Itulah beberapa hadits shahih mengenai fadhilah/manfaat Surat Al-Ikhlas sebagaimana kami kutip dari laman almanhaj.or.id (1/1/10). Dan tentunya masih banyak lagi hadits-hadits shahih lainnya yang jelaskan mengenai fadhilah dan keutamaan Surat Al-Ikhlas. Semoga dengan kita mengetahui manfaat ini, menjadikan kita semua untuk selalu ingin membaca Surat Al-Ikhlas dan Surat-surat lainnya.

Adapun untuk bacaan Surat Al-Ikhlas Lengkap Terjemahannya Yaitu Bagaikan berikut.

wajib kita ketahui, Surat Al-Ikhlas Yaitu surah ke-112 di al-Qur’an.
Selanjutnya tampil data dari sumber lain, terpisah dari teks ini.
//! The allocator : single-instance best-fit placement, bulk
//! allocation, tiered capacity probing, instance relocation, and node
//! evacuation. All of it is built on top of `hbal_algo::apply_move`'s
//! capacity checks; nothing here duplicates the N+1/mem/disk/cpu rules.

use std::collections::{BTreeMap, BTreeSet};

use hbal_algo::moves::{apply_move, eligible_targets, MoveOptions};
use hbal_algo::score::compute_score;
use hbal_core::instance::{Instance, MirrorType, RunStatus};
use hbal_core::units::{DiskTemplate, DynUtil, IPolicy, RSpec};
use hbal_core::{ClusterData, FailMode, Idx, Move, Node};

/// The resource shape and disk template an allocation attempt wants.
#[derive(Clone, Debug)]
pub struct AllocSpec {
    pub name: String,
    pub mem_mib: u64,
    pub disk_mib: u64,
    pub vcpus: u32,
    pub spindle_use: u32,
    pub disk_template: DiskTemplate,
}

#[derive(Clone, Debug)]
pub struct AllocSuccess {
    pub cluster: ClusterData,
    pub instance_idx: Idx,
    pub primary: Idx,
    pub secondary: Option<Idx>,
    pub score: f64,
}

/// Attempt to register a brand-new instance on `primary` (and, for /// internal-mirror templates, `secondary`). Pure: failure leaves the input
/// untouched.
fn place_new_instance(cluster: &ClusterData, spec: &AllocSpec, primary: Idx, secondary: Option<Idx>) -> Result<ClusterData, FailMode> {
    let instance = Instance::create(
        spec.name.clone(),
        spec.mem_mib,
        spec.disk_mib,
        spec.vcpus,
        spec.spindle_use,
        Some(primary),
        secondary,
        spec.disk_template,
        RunStatus::Running,
        true,
        BTreeSet::new(),
        DynUtil::zero(),
    );

    let mut nodes = cluster.nodes.clone();
    let new_primary_node: Node =
        nodes.find(primary).expect("candidate primary came from this cluster").set_pri(&instance)?;
    nodes.update(primary, |_| new_primary_node);

    if let Some(sec) = secondary {
        let new_sec_node: Node = match nodes.find(sec) {
            Some(n) => n.set_sec(&instance, primary)?,
            None => return Err(FailMode::FailN1),
        };
        nodes.update(sec, |_| new_sec_node);
    }

    let mut instances = cluster.instances.clone();
    instances.add_new(instance);

    Ok(ClusterData {
        groups: cluster.groups.clone(),
        nodes,
        instances,
        cluster_tags: cluster.cluster_tags.clone(),
        ipolicy: cluster.ipolicy.clone(),
    })
}
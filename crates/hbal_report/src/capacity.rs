//! Tiered-allocation capacity report : one row per exhausted
//! resource tier plus an aggregate totals row.

use hbal_pipeline::allocate::TieredReport;

pub fn render(report: &TieredReport) -> String {
    let headers = ["cpu", "mem_mib", "disk_mib", "spindle_use", "count"];
    let mut rows: Vec<Vec<String>> = report
.tiers
.iter()
.map(|t| {
            vec![
                t.rspec.cpu.to_string(),
                t.rspec.mem_mib.to_string(),
                t.rspec.disk_mib.to_string(),
                t.spindle_use.to_string(),
                t.count.to_string(),
            ]
        })
.collect();
    rows.push(vec!["-".into(), "-".into(), "-".into(), "-".into(), report.total.to_string()]);

    let mut out = crate::table::render(&headers, &rows);
    if !report.last_fail_stats.is_empty() {
        out.push_str("\nfailed to allocate further instances:\n");
        for (mode, count) in &report.last_fail_stats {
            out.push_str(&format!(" {mode:?}: {count}\n"));
        }
    }
    out
}

#[cfg(test)]
mod tests {
    use super::*;
    use hbal_core::container::Container;
    use hbal_core::units::{DiskTemplate, IPolicy, ISpec, RSpec};
    use hbal_core::ClusterData;
    use hbal_pipeline::allocate::TierResult;
    use std::collections::BTreeMap;

    fn empty_cluster() -> ClusterData {
        let spec = ISpec::new(RSpec::new(1, 128, 1024), 1, 1, 1);
        let max = ISpec::new(RSpec::new(8, 16384, 102400), 4, 4, 8);
        let policy = IPolicy::new(spec, spec, max, vec![DiskTemplate::Plain], 4.0, 1.0).unwrap();
        ClusterData::new(Container::empty(), Container::empty(), Container::empty(), vec![], policy)
    }

    #[test]
    fn render_includes_a_totals_row_and_each_tier() {
        let report = TieredReport {
            tiers: vec![
                TierResult { rspec: RSpec::new(4, 16384, 102400), spindle_use: 4, count: 3 },
                TierResult { rspec: RSpec::new(2, 8192, 51200), spindle_use: 2, count: 5 },
            ],
            total: 8,
            final_cluster: empty_cluster(),
            last_fail_stats: BTreeMap::new(),
        };
        let out = render(&report);
        assert!(out.contains("16384"));
        assert!(out.contains("8192"));
        assert!(out.contains("8"));
    }
}
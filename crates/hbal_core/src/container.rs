//! Keyed containers over entities.
//!
//! A `Container<T>` is an ordered keyed collection (integer index → entity)
//! with bulk add/update/fold, stable key-ascending iteration, and O(log n)
//! lookups. It is polymorphic over the capability set `{idx, name, alias}`
//! ("Polymorphism over entities") via the `Keyed` trait — a small
//! interface, not a deep inheritance hierarchy.

use std::collections::BTreeMap;

use crate::Idx;

/// Capability set required of anything stored in a `Container`.
pub trait Keyed {
    fn idx(&self) -> Idx;
    fn name(&self) -> &str;
    fn alias(&self) -> &str;
    fn set_idx(&mut self, idx: Idx);
}

/// Lookup-by-name failure: either nothing matched, or more than one did.
#[derive(Clone, Debug, Eq, PartialEq)]
pub enum FindByNameError {
    NotFound(String),
    Ambiguous(String, Vec<Idx>),
}

impl std::fmt::Display for FindByNameError {
    fn fmt(&self, f: &mut std::fmt::Formatter<'_>) -> std::fmt::Result {
        match self {
            FindByNameError::NotFound(n) => write!(f, "no element named {n:?}"),
            FindByNameError::Ambiguous(n, ids) => {
                write!(f, "ambiguous name {n:?}: matches {ids:?}")
            }
        }
    }
}

impl std::error::Error for FindByNameError {}

/// An ordered keyed collection. Iteration order is key-ascending.
#[derive(Clone, Debug, Default)]
pub struct Container<T> {
    items: BTreeMap<Idx, T>,
}

impl<T: Keyed> Container<T> {
    pub fn empty() -> Self {
        Container { items: BTreeMap::new() }
    }

    pub fn from_list(list: Vec<T>) -> Self {
        let mut c = Self::empty();
        for item in list {
            c.add(item);
        }
        c
    }

    /// Insert `item` at its existing `idx`, replacing anything already there.
    pub fn add(&mut self, item: T) -> Idx {
        let idx = item.idx();
        self.items.insert(idx, item);
        idx
    }

    /// Insert `item` at the next free index (one past the current max), the
    /// way the loader assigns internal indices to freshly parsed entities.
    pub fn add_new(&mut self, mut item: T) -> Idx {
        let idx = self.items.keys().next_back().map(|k| k + 1).unwrap_or(0);
        item.set_idx(idx);
        self.items.insert(idx, item);
        idx
    }

    /// Insert two items in one call (used when primary/secondary need /// consistent fresh indices assigned together).
    pub fn add_two(&mut self, a: T, b: T) -> (Idx, Idx) {
        (self.add(a), self.add(b))
    }

    pub fn find(&self, idx: Idx) -> Option<&T> {
        self.items.get(&idx)
    }

    pub fn find_mut(&mut self, idx: Idx) -> Option<&mut T> {
        self.items.get_mut(&idx)
    }

    /// Exactly-one case-sensitive match by name or alias; otherwise a typed
    /// not-found/ambiguous failure.
    pub fn find_by_name(&self, name: &str) -> Result<&T, FindByNameError> {
        let matches: Vec<Idx> = self
.items
.iter()
.filter(|(_, v)| v.name() == name || v.alias() == name)
.map(|(k, _)| *k)
.collect();
        match matches.as_slice() {
            [] => Err(FindByNameError::NotFound(name.to_string())),
            [only] => Ok(self.items.get(only).expect("index came from this map")),
            _ => Err(FindByNameError::Ambiguous(name.to_string(), matches)),
        }
    }

    pub fn elems(&self) -> impl Iterator<Item = &T> {
        self.items.values()
    }

    pub fn elems_mut(&mut self) -> impl Iterator<Item = &mut T> {
        self.items.values_mut()
    }

    pub fn keys(&self) -> impl Iterator<Item = Idx> + '_ {
        self.items.keys().copied()
    }

    pub fn map<U>(&self, mut f: impl FnMut(&T) -> U) -> Vec<U> {
        self.items.values().map(|v| f(v)).collect()
    }

    pub fn fold<A>(&self, init: A, mut f: impl FnMut(A, &T) -> A) -> A {
        let mut acc = init;
        for v in self.items.values() {
            acc = f(acc, v);
        }
        acc
    }

    pub fn size(&self) -> usize {
        self.items.len()
    }

    pub fn is_empty(&self) -> bool {
        self.items.is_empty()
    }

    /// Replace the element at `idx` via `f`, returning the updated value.
    /// Entities are value-like: callers build a new value and hand it back
    /// here rather than mutating through a `&mut` borrow held elsewhere.
    pub fn update(&mut self, idx: Idx, f: impl FnOnce(T) -> T) -> Option<&T> {
        let existing = self.items.remove(&idx)?;
        let updated = f(existing);
        self.items.insert(idx, updated);
        self.items.get(&idx)
    }
}

impl<T: Keyed> FromIterator<T> for Container<T> {
    fn from_iter<I: IntoIterator<Item = T>>(iter: I) -> Self {
        Container::from_list(iter.into_iter().collect())
    }
}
Surah ini tergolong surah Makkiyah, terdiri atas 4 ayat dan inti isinya Yaitu menegaskan keesaan Allah sembari menolak segala bentuk penyekutuan terhadap-Nya. Kalimat inti dari surah ini, “Allahu Ahad, Allahus Shamad” (Allah Maha Esa, Allah tempat bergantung), sering muncul di uang dinar emas di Masa Kekhalifahan Dulu. Sehingga, terkadang kala kalimat ini dianggap Bagaikan slogan negara Khilafah Islamiyah, bersama dengan dua kalimat Syahadat. (Wikipedia)

Demikian yang Bisa kami share di kesempatan yang bagus ini mengenai fadhilah/manfaat membaca surat Al-Ikhlas Sesuai Hadits Shahih. Semoga apa yang sudah kami share di Website ini Bisa bermanfaat untuk kita semua. Terima Afeksi kepada semua pengunjung Website Eksklusif Doa, disini kita Serupa-Serupa Berguru, kami tak bermaksud menggurui. Maka dari itu, kami mohon kritis dan saran dari para pembaca semua demi kebaikan kita bersama.